NCERT Solutions For Class 10 Maths Chapter 6 Exercise 6.2
Chapter 6 Ex.6.2 Question 1
In Figure, (i) and (ii), \(DE || BC.\) Find \(EC\) in (i) and \(AD\) in (ii)
Solution

Reasoning:
As we all know the Basic Proportionality Theorem (B.P.T) or (Thales Theorem)

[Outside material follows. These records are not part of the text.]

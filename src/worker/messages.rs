//! Background worker message types.
//!
//! This module defines the request and response protocol between the
//! interactive state machine and the background worker that owns the artifact
//! store and the lockdown controller. It also implements distributed tracing
//! context propagation across the thread boundary.

use crate::storage::models::SavedHostRecord;
use serde::{Deserialize, Serialize};

/// Distributed tracing context for cross-thread span propagation.
///
/// Captures the current trace and span IDs from OpenTelemetry so spans created
/// inside the worker link back to the interactive-thread span that posted the
/// message.
#[derive(Debug, Clone, PartialEq, Eq, Serialize, Deserialize)]
pub struct TraceContext {
    /// OpenTelemetry trace ID as a hex string.
    pub trace_id: String,

    /// Parent span ID for linking spans across threads.
    pub parent_span_id: String,
}

impl TraceContext {
    /// Creates a trace context from the current tracing span.
    ///
    /// Returns `None` if the current span context is invalid or not sampled.
    pub fn from_current() -> Option<Self> {
        use opentelemetry::trace::TraceContextExt;
        use tracing_opentelemetry::OpenTelemetrySpanExt;

        let span = tracing::Span::current();
        let otel_context = span.context();
        let span_ref = otel_context.span();
        let span_context = span_ref.span_context();

        if !span_context.is_valid() {
            return None;
        }

        Some(Self {
            trace_id: format!("{:032x}", span_context.trace_id()),
            parent_span_id: format!("{:016x}", span_context.span_id()),
        })
    }
}

/// Generates builder methods for [`WorkerMessage`] variants.
///
/// Each builder attaches the current trace context automatically so call sites
/// never have to thread it through by hand.
macro_rules! worker_message_builders {
    (
        $(
            $builder_name:ident($variant:ident { $($field:ident: $ty:ty),* $(,)? })
        ),* $(,)?
    ) => {
        impl WorkerMessage {
            $(
                #[doc = concat!("Create a ", stringify!($variant), " message with current trace context")]
                pub fn $builder_name($($field: $ty),*) -> Self {
                    Self::$variant {
                        $($field,)*
                        trace_context: TraceContext::from_current(),
                    }
                }
            )*
        }
    };
}

worker_message_builders! {
    load_saved_hosts(LoadSavedHosts {}),
    persist_saved_host(PersistSavedHost { record: SavedHostRecord }),
    remove_saved_host(RemoveSavedHost { identifier: String }),
    save_pairing(SavePairing { identifier: String, data: Option<Vec<u8>> }),
    save_disk_image(SaveDiskImage {
        identifier: String,
        image: Option<Vec<u8>>,
        signature: Option<Vec<u8>>,
    }),
    clear_pairing(ClearPairing {
        identifier: String,
        connected: bool,
        lockdown: bool,
        status: String,
    }),
}

/// Messages posted from the interactive thread to the worker.
///
/// Each variant corresponds to one storage or protocol operation executed off
/// the interactive path. All variants carry an optional trace context.
#[derive(Debug, Clone, PartialEq, Eq, Serialize, Deserialize)]
pub enum WorkerMessage {
    /// Load the ordered saved-host list from the artifact store.
    LoadSavedHosts {
        /// Trace context for linking spans across threads.
        #[serde(skip_serializing_if = "Option::is_none")]
        trace_context: Option<TraceContext>,
    },

    /// Insert or update one saved host.
    PersistSavedHost {
        /// Record to persist.
        record: SavedHostRecord,

        /// Trace context for linking spans across threads.
        #[serde(skip_serializing_if = "Option::is_none")]
        trace_context: Option<TraceContext>,
    },

    /// Remove one saved host; absence is not an error.
    RemoveSavedHost {
        /// Identifier of the host to remove.
        identifier: String,

        /// Trace context for linking spans across threads.
        #[serde(skip_serializing_if = "Option::is_none")]
        trace_context: Option<TraceContext>,
    },

    /// Persist or clear the pairing credential for a host.
    ///
    /// `data: None` clears the cached credential.
    SavePairing {
        /// Identifier of the host the credential belongs to.
        identifier: String,

        /// Credential bytes, or `None` to clear.
        data: Option<Vec<u8>>,

        /// Trace context for linking spans across threads.
        #[serde(skip_serializing_if = "Option::is_none")]
        trace_context: Option<TraceContext>,
    },

    /// Persist or clear the disk-image cache for a host.
    ///
    /// `image: None` clears the cache; the signature is ignored in that case.
    SaveDiskImage {
        /// Identifier of the host the image belongs to.
        identifier: String,

        /// Image bytes, or `None` to clear.
        image: Option<Vec<u8>>,

        /// Detached signature over the image.
        signature: Option<Vec<u8>>,

        /// Trace context for linking spans across threads.
        #[serde(skip_serializing_if = "Option::is_none")]
        trace_context: Option<TraceContext>,
    },

    /// Composite unpair operation for one host.
    ///
    /// Clears the pairing credential and disk-image cache, then, when the
    /// lockdown capability was requested, drives the reset sequence: start a
    /// session if the host is not already connected, then reset pairing.
    /// Requesting the sequence without a wired controller is an error.
    ClearPairing {
        /// Identifier of the host to unpair.
        identifier: String,

        /// Whether a protocol session is already established, which skips the
        /// session start.
        connected: bool,

        /// Whether the lockdown reset sequence should run, taken from the
        /// platform capability snapshot.
        lockdown: bool,

        /// User-visible status line shown while the operation is pending.
        status: String,

        /// Trace context for linking spans across threads.
        #[serde(skip_serializing_if = "Option::is_none")]
        trace_context: Option<TraceContext>,
    },
}

/// Responses sent from the worker back to the interactive thread.
///
/// Folded back into application state as
/// [`Event::WorkerResponse`](crate::app::Event::WorkerResponse).
#[derive(Debug, Clone, PartialEq, Eq, Serialize, Deserialize)]
pub enum WorkerResponse {
    /// The saved-host list was loaded.
    SavedHostsLoaded {
        /// Saved hosts in save order.
        hosts: Vec<SavedHostRecord>,
    },

    /// A saved host was persisted.
    HostPersisted {
        /// Identifier of the persisted host.
        identifier: String,
    },

    /// A saved-host removal completed.
    HostRemoved {
        /// Identifier of the removed host.
        identifier: String,

        /// Whether the host was actually present in the store.
        existed: bool,
    },

    /// A pairing credential write or clear completed.
    PairingSaved {
        /// Identifier of the affected host.
        identifier: String,

        /// Whether the operation cleared rather than wrote.
        cleared: bool,
    },

    /// A disk-image write or clear completed.
    DiskImageSaved {
        /// Identifier of the affected host.
        identifier: String,

        /// Whether the operation cleared rather than wrote.
        cleared: bool,
    },

    /// The composite unpair operation completed.
    PairingCleared {
        /// Identifier of the unpaired host.
        identifier: String,
    },

    /// A worker operation failed.
    ///
    /// Surfaced to the user via `AppState::last_error`; never silently
    /// dropped.
    Error {
        /// Human-readable error message.
        message: String,
    },
}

Two triangles are similar if :
(i) Their corresponding angles are equal
(ii) Their corresponding sides are in the same ratio (or proportion)
Steps:
(i) In\(\,\,\Delta ABC\)
\[\begin{align} BC||DE \\ \end{align}\]
In\(\begin{align}\Delta ABC\,\,&\And \,\,\Delta ADE \end{align}\)

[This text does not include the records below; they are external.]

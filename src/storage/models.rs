//! Storage record models for the persistence layer.
//!
//! These are the raw record types written to disk. They are kept separate from
//! the domain [`HostRecord`](crate::domain::HostRecord): storage records carry
//! bookkeeping timestamps and omit the transient `discovered`/`connected`
//! flags, which only ever reflect the current discovery session.

use crate::domain::{DeviceType, HostId, HostRecord};
use serde::{Deserialize, Serialize};

/// A saved host as persisted in the artifact store.
///
/// Saved hosts survive across scans and application restarts. Rehydration into
/// a domain record resets the transient flags; the state machine refreshes
/// them against the live discovery set.
#[derive(Debug, Clone, PartialEq, Eq, Serialize, Deserialize)]
pub struct SavedHostRecord {
    /// Stable host identifier, unique within the saved list.
    pub identifier: HostId,

    /// Display name at the time the host was saved.
    pub name: String,

    /// Device-type tag at the time the host was saved.
    pub device_type: DeviceType,

    /// Network address, present for manually added hosts.
    pub address: Option<String>,

    /// Unix timestamp when the host was saved.
    pub saved_at: i64,
}

impl SavedHostRecord {
    /// Creates a record from a live host, stamped with the current time.
    ///
    /// # Examples
    ///
    /// ```
    /// use hostdock::domain::{DeviceType, HostRecord};
    /// use hostdock::storage::SavedHostRecord;
    ///
    /// let host = HostRecord::discovered("udid-1", "Bench iPad", DeviceType::Ipad);
    /// let record = SavedHostRecord::from_host(&host);
    /// assert_eq!(record.identifier, host.identifier);
    /// ```
    #[must_use]
    pub fn from_host(host: &HostRecord) -> Self {
        Self {
            identifier: host.identifier.clone(),
            name: host.name.clone(),
            device_type: host.device_type,
            address: host.address.clone(),
            saved_at: chrono::Utc::now().timestamp(),
        }
    }

    /// Rehydrates the record into a domain host.
    ///
    /// The returned host is neither discovered nor connected; both flags are
    /// recomputed by the state machine from the current discovery set.
    #[must_use]
    pub fn into_host(self) -> HostRecord {
        HostRecord {
            identifier: self.identifier,
            name: self.name,
            device_type: self.device_type,
            address: self.address,
            discovered: false,
            connected: false,
        }
    }
}

/// Cached pairing credential for one host.
///
/// Opaque to the registry: the bytes come from and go back to the pairing
/// protocol layer unmodified.
#[derive(Debug, Clone, PartialEq, Eq, Serialize, Deserialize)]
pub struct PairingRecord {
    /// Opaque credential bytes.
    pub data: Vec<u8>,

    /// Unix timestamp of the last write.
    pub updated_at: i64,
}

impl PairingRecord {
    /// Wraps credential bytes with a current timestamp.
    #[must_use]
    pub fn new(data: Vec<u8>) -> Self {
        Self {
            data,
            updated_at: chrono::Utc::now().timestamp(),
        }
    }
}

/// Cached developer disk image for one host.
///
/// The image and its signature are cleared together; a record never exists
/// with only one of the two.
#[derive(Debug, Clone, PartialEq, Eq, Serialize, Deserialize)]
pub struct DiskImageRecord {
    /// Image bytes.
    pub image: Vec<u8>,

    /// Detached signature over the image.
    pub signature: Vec<u8>,

    /// Unix timestamp of the last write.
    pub updated_at: i64,
}

impl DiskImageRecord {
    /// Wraps an image and its signature with a current timestamp.
    #[must_use]
    pub fn new(image: Vec<u8>, signature: Vec<u8>) -> Self {
        Self {
            image,
            signature,
            updated_at: chrono::Utc::now().timestamp(),
        }
    }
}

\[\begin{align} & \angle ABC=\angle ADE \\ & \left( \because \text{Corresponding}\,\text{angles} \right) \\\\ & \angle ACB=\angle AED \\ & \left( \because \text{Corresponding}\,\text{angles} \right) \\\\ &\quad \;\;\angle A=\angle A \\ &\text{(Common)} \\\\ & \Rightarrow \Delta ABC \sim \Delta \text{ADE} \\ \end{align}\]
\[\begin{align} \frac{AD}{DB}&=\frac{AE}{EC} \\ \frac{1.5}{3}&=\frac{1}{EC} \\ EC&=\frac{3\times 1}{1.5} \\ EC&=2\,\text{cm}\end{align}\]

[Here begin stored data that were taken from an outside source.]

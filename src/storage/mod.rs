//! Storage layer for saved hosts and cached per-host artifacts.
//!
//! This module persists everything that survives a scan: the ordered saved
//! host list, pairing credentials, and disk-image caches, all keyed by host
//! identifier. It uses JSON file storage with atomic writes.
//!
//! # Modules
//!
//! - `backend`: [`ArtifactStore`] trait for backend implementations
//! - `json`: JSON file-based implementation
//! - `models`: Storage record types separate from domain models

pub mod backend;
pub mod json;
pub mod models;

pub use backend::ArtifactStore;
pub use json::JsonStore;
pub use models::{DiskImageRecord, PairingRecord, SavedHostRecord};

(ii) Similarly, \(\Delta ABC \sim \Delta ADE\)
\[\begin{align} \frac{AD}{DB}&=\frac{AE}{EC} \\ \frac{AD}{7.2} &=\frac{1.8}{5.4} \\ AD&=\frac{7.2\times 1.8}{5.4} \\ AD&=2.4\,\text{cm} \\\end{align}\]
Chapter 6 Ex.6.2 Question 2
\(E\) and \(F\) are points on the sides \(PQ\) and \(PR\) respectively of a \(\Delta \mathrm{PQR}\). For each of the following cases, state whether \(EF || QR:\)
(i)
\(PE = 3.9\,\rm{cm},\; EQ = 3\,\rm{cm},\; PF = 3.6 \,\rm{cm}\) and \(FR = 2.4\,\rm{cm}\)
(ii)
\(PE = 4\,\rm{cm},\; QE = 4.5\,\rm{cm},\; PF = 8\,\rm{cm}\) and \(RF = 9\,\rm{cm}\)
(iii)
\(\begin{align}PQ &= 1.28\,\rm{cm},\;\\ PR &= 2.56 \,\rm{cm}, \\\;PE &= 0.18\,\rm{cm} \\PF &= 0.36\,\rm{cm}\end{align}\)
Solution

(i) Reasoning:
As we know that a line divides any two sides of a triangle in the same ratio, then the line is parallel to the third side (converse of \(BPT\))
Steps:
Here,
\[\begin{align} \frac{PE}{EQ}&=\frac{3.9}{3} =1.3\,\text{cm} \\\\ & \rm{and}\\\\ \frac{PF}{FR}&=\frac{3.6}{2.4}= 1.5 \end{align}\]
Hence,
\(\begin{align} \frac {{PE}}{EQ} \not= \frac {{PF}}{FR} \end{align}\)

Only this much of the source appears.